Efficacy of immune checkpoint inhibitor therapy in EGFR mutation-positive patients with NSCLC and brain metastases who have failed EGFR-TKI therapy

BACKGROUND: Few treatment options are available for brain metastases (BMs) in EGFR-mutant non-small cell lung cancer (NSCLC) that progress with prior EGFR tyrosine kinase inhibitor (EGFR-TKI) therapy. This study aimed to evaluate the efficacy of immune checkpoint inhibitor (ICI) therapy in these patients. METHODS: NSCLC patients with confirmed sensitive EGFR mutations and BMs were retrospectively reviewed. All patients experienced failure of EGFR-TKI therapy and were divided into two cohorts based on subsequent treatment. Cohort 1 included patients who received ICI therapy, while cohort 2 included patients treated with chemotherapy. Overall and intracranial objective response rates (ORRs) were used to evaluate the treatment response. Overall and intacranial progression-free survival (PFS) were calculated by Kaplan−Meier analysis and compared with the log-rank test. Univariate and multivariate Cox analyses were used to identify prognostic factors. RESULTS: A total of 53 patients treated with ICI therapy and 40 patients treated with chemotherapy were included in cohorts 1 and 2, respectively. In cohort 1, the overall ORR was 20.8%, with a median overall PFS of 4.2 months. The median intracranial PFS was 5.1 months. Of the 38 patients with measurable intracranial lesions, the intracranial ORR was 21.0%. Patients who received ICI combined with chemotherapy had the highest intracranial ORR of 37.5%. Compared to patients treated with chemotherapy in cohort 2, patients receiving ICI combined with chemotherapy had both longer intracranial PFS (6.4 vs. 5.1 months, p = 0.110) and overall PFS (6.2 vs. 4.6 months, p = 0.054), and these differences approached statistical significance.

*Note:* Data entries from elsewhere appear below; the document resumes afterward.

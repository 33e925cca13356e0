//! Storefront error responses.
//!
//! Every failure is rendered as `{ "code": …, "message": … }`. The codes:
//!
//! - `VALIDATION_ERROR` (400): a missing or out-of-range field, an empty
//!   order or an unknown order status. Carries `details` per field when
//!   one field is at fault.
//! - `INVALID_REQUEST` (400): a body, query or form that could not be
//!   decoded at all.
//! - `INVALID_ID` (400): a path id that is not a 24-hex object id.
//! - `UNAUTHORIZED` (401) and `FORBIDDEN` (403): missing token, unknown
//!   token, or a non-admin caller on an admin route.
//! - `NOT_FOUND` (404): a well-formed id with no stored record.
//! - `PERSISTENCE_ERROR` (400): a store failure during product create or
//!   update, reported with the store's message.
//! - `UPLOAD_ERROR` (400): the media host refused the product image.
//! - `INTERNAL_ERROR` (500): any other store failure.

use axum::{
    Json,
    extract::multipart::{MultipartError, MultipartRejection},
    extract::rejection::{JsonRejection, QueryRejection},
    http::StatusCode,
    response::{IntoResponse, Response},
};
use serde::{Deserialize, Serialize};

use crate::domain::DomainError;
use crate::infrastructure::{RepositoryError, UploadError};

// =============================================================================
// API Error
// =============================================================================

/// API error structure for JSON responses.
#[derive(Debug, Clone, Serialize, Deserialize)]
pub struct ApiError {
    /// Error code for programmatic handling.
    pub code: String,
    /// Human-readable error message.
    pub message: String,
    /// Optional field-level errors for validation.
    #[serde(skip_serializing_if = "Option::is_none")]
    pub details: Option<Vec<FieldError>>,
}

impl ApiError {
    /// Creates a new API error.
    #[must_use]
    pub fn new(code: impl Into<String>, message: impl Into<String>) -> Self {
        Self {
            code: code.into(),
            message: message.into(),
            details: None,
        }
    }

    /// Creates a validation error with field-level details.
    #[must_use]
    pub fn validation(message: impl Into<String>, details: Vec<FieldError>) -> Self {
        Self {
            code: "VALIDATION_ERROR".to_string(),
            message: message.into(),
            details: Some(details),
        }
    }
}

/// Field-level error for validation failures.
#[derive(Debug, Clone, Serialize, Deserialize)]
pub struct FieldError {
    /// Name of the field that failed validation.
    pub field: String,
    /// Error message for this field.
    pub message: String,
}

impl FieldError {
    /// Creates a new field error.
    #[must_use]
    pub fn new(field: impl Into<String>, message: impl Into<String>) -> Self {
        Self {
            field: field.into(),
            message: message.into(),
        }
    }
}

// =============================================================================
// API Error Response
// =============================================================================

/// API error response containing status code and error details.
#[derive(Debug, Clone)]
pub struct ApiErrorResponse {
    /// HTTP status code.
    pub status: StatusCode,
    /// Error details.
    pub error: ApiError,
}

impl ApiErrorResponse {
    /// Creates a new API error response.
    #[must_use]
    pub const fn new(status: StatusCode, error: ApiError) -> Self {
        Self { status, error }
    }

    /// Creates a 400 Bad Request response.
    #[must_use]
    pub fn bad_request(code: impl Into<String>, message: impl Into<String>) -> Self {
        Self::new(StatusCode::BAD_REQUEST, ApiError::new(code, message))
    }

    /// Creates a 400 Bad Request response for validation errors.
    #[must_use]
    pub fn validation_error(message: impl Into<String>, details: Vec<FieldError>) -> Self {
        Self::new(
            StatusCode::BAD_REQUEST,
            ApiError::validation(message, details),
        )
    }

    /// Creates a 400 Bad Request response for a malformed identifier.
    #[must_use]
    pub fn invalid_id(message: impl Into<String>) -> Self {
        Self::bad_request("INVALID_ID", message)
    }

    /// Creates a 401 Unauthorized response.
    #[must_use]
    pub fn unauthorized(message: impl Into<String>) -> Self {
        Self::new(
            StatusCode::UNAUTHORIZED,
            ApiError::new("UNAUTHORIZED", message),
        )
    }

    /// Creates a 403 Forbidden response.
    #[must_use]
    pub fn forbidden(message: impl Into<String>) -> Self {
        Self::new(StatusCode::FORBIDDEN, ApiError::new("FORBIDDEN", message))
    }

    /// Creates a 404 Not Found response.
    #[must_use]
    pub fn not_found(message: impl Into<String>) -> Self {
        Self::new(StatusCode::NOT_FOUND, ApiError::new("NOT_FOUND", message))
    }

    /// Creates a 500 Internal Server Error response.
    #[must_use]
    pub fn internal_error(message: impl Into<String>) -> Self {
        Self::new(
            StatusCode::INTERNAL_SERVER_ERROR,
            ApiError::new("INTERNAL_ERROR", message),
        )
    }

    /// Re-labels a server-side failure as 400, keeping its message.
    ///
    /// Product create and update report store failures this way.
    #[must_use]
    pub fn into_bad_request(self) -> Self {
        if self.status.is_server_error() {
            Self::new(
                StatusCode::BAD_REQUEST,
                ApiError::new("PERSISTENCE_ERROR", self.error.message),
            )
        } else {
            self
        }
    }
}

impl IntoResponse for ApiErrorResponse {
    fn into_response(self) -> Response {
        (self.status, Json(self.error)).into_response()
    }
}

impl From<RepositoryError> for ApiErrorResponse {
    fn from(error: RepositoryError) -> Self {
        match error {
            RepositoryError::NotFound(message) => Self::not_found(message),
            RepositoryError::DatabaseError(_) | RepositoryError::SerializationError(_) => {
                tracing::error!(%error, "Repository operation failed");
                Self::internal_error(error.to_string())
            }
        }
    }
}

impl From<DomainError> for ApiErrorResponse {
    fn from(error: DomainError) -> Self {
        let message = error.to_string();
        match error {
            DomainError::InvalidIdentifier { .. } => Self::invalid_id(message),
            DomainError::MissingField(field) => {
                Self::validation_error(message, vec![FieldError::new(field, "is required")])
            }
            DomainError::InvalidField {
                field,
                message: reason,
            } => Self::validation_error(message, vec![FieldError::new(field, reason)]),
            DomainError::EmptyOrder | DomainError::InvalidStatus(_) => {
                Self::bad_request("VALIDATION_ERROR", message)
            }
        }
    }
}

impl From<UploadError> for ApiErrorResponse {
    fn from(error: UploadError) -> Self {
        tracing::error!(%error, "Media upload failed");
        Self::bad_request("UPLOAD_ERROR", error.to_string())
    }
}

impl From<JsonRejection> for ApiErrorResponse {
    fn from(rejection: JsonRejection) -> Self {
        Self::bad_request("INVALID_REQUEST", rejection.body_text())
    }
}

impl From<QueryRejection> for ApiErrorResponse {
    fn from(rejection: QueryRejection) -> Self {
        Self::bad_request("INVALID_REQUEST", rejection.body_text())
    }
}

impl From<MultipartRejection> for ApiErrorResponse {
    fn from(rejection: MultipartRejection) -> Self {
        Self::bad_request("INVALID_REQUEST", rejection.body_text())
    }
}

impl From<MultipartError> for ApiErrorResponse {
    fn from(error: MultipartError) -> Self {
        Self::bad_request("INVALID_REQUEST", error.body_text())
    }
}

Univariate and multivariate Cox analyses demonstrated that high disease burden (p = 0.019), prior third-generation EGFR-TKI therapy (p = 0.019), and a poor lung immune prognostic index (LIPI) (p = 0.012) were independent negative predicators of overall PFS and that multiple BMs were negatively correlated with intracranial PFS among patients treated with ICI therapy. CONCLUSIONS: Our results suggested that ICI combined with chemotherapy had potent intracranial efficacy and may be a promising treatment candidate in EGFR-mutant NSCLC patients with BMs for whom prior EGFR-TKI therapy failed.